_What to produce_
Below are several records. Retype exactly those lines running from the one with "let password_service: Arc<dyn" through the one with "let mut scheduler", end lines included, and no others.

_Dataset records_
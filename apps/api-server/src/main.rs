//! # Almanac API Server
//!
//! The main entry point for the Actix-web HTTP server.

use std::sync::Arc;

use actix_web::{App, HttpServer, web};
use tracing_actix_web::TracingLogger;

use almanac_core::ports::{PasswordService, RateLimiter, TokenService, WeatherApi};
use almanac_infra::{Argon2PasswordService, InMemoryRateLimiter, JwtTokenService, OpenWeatherClient};

#[cfg(feature = "scheduler")]
mod background;
mod config;
mod handlers;
mod middleware;
mod observability;
mod state;
mod telemetry;

use config::AppConfig;
use middleware::rate_limit::RateLimitMiddleware;
use observability::RequestIdMiddleware;
use state::AppState;
use telemetry::{TelemetryConfig, init_telemetry};

#[actix_web::main]
async fn main() -> std::io::Result<()> {
    // Load .env file if present
    dotenvy::dotenv().ok();

    init_telemetry(&TelemetryConfig::from_env());

    let config = AppConfig::from_env();

    tracing::info!(
        "Starting Almanac API Server on {}:{}",
        config.host,
        config.port
    );

    let weather_api: Arc<dyn WeatherApi> = Arc::new(
        OpenWeatherClient::new(config.weather.clone())
            .map_err(|e| std::io::Error::other(e.to_string()))?,
    );
    let state = AppState::new(&config, weather_api).await;

    let token_service: Arc<dyn TokenService> = Arc::new(JwtTokenService::from_env());
    let password_service: Arc<dyn PasswordService> = Arc::new(Argon2PasswordService::new());
    let rate_limiter: Arc<dyn RateLimiter> = Arc::new(InMemoryRateLimiter::from_env());

    #[cfg(feature = "scheduler")]
    let mut scheduler = match background::start(
        background::SchedulerConfig::from_env(),
        state.weather.clone(),
    )
    .await
    {
        Ok(scheduler) => Some(scheduler),
        Err(e) => {
            tracing::error!(error = %e, "Failed to start scheduler; stale readings will not be purged");
            None
        }
    };

    let server_state = state.clone();
    HttpServer::new(move || {
        App::new()
            .wrap(RateLimitMiddleware::new(rate_limiter.clone()))
            .wrap(RequestIdMiddleware)
            .wrap(TracingLogger::default())
            .app_data(web::Data::new(server_state.clone()))
            .app_data(web::Data::new(token_service.clone()))
            .app_data(web::Data::new(password_service.clone()))
            .configure(handlers::configure_routes)
    })
    .bind((config.host.as_str(), config.port))?
    .run()
    .await?;

    #[cfg(feature = "scheduler")]
    if let Some(scheduler) = scheduler.as_mut() {
        if let Err(e) = scheduler.shutdown().await {
            tracing::warn!(error = %e, "Scheduler shutdown failed");
        }
    }

    tracing::info!("Server stopped");
    Ok(())
}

_Answer for the task_
    let password_service: Arc<dyn PasswordService> = Arc::new(Argon2PasswordService::new());
    let rate_limiter: Arc<dyn RateLimiter> = Arc::new(InMemoryRateLimiter::from_env());

    #[cfg(feature = "scheduler")]
    let mut scheduler = match background::start(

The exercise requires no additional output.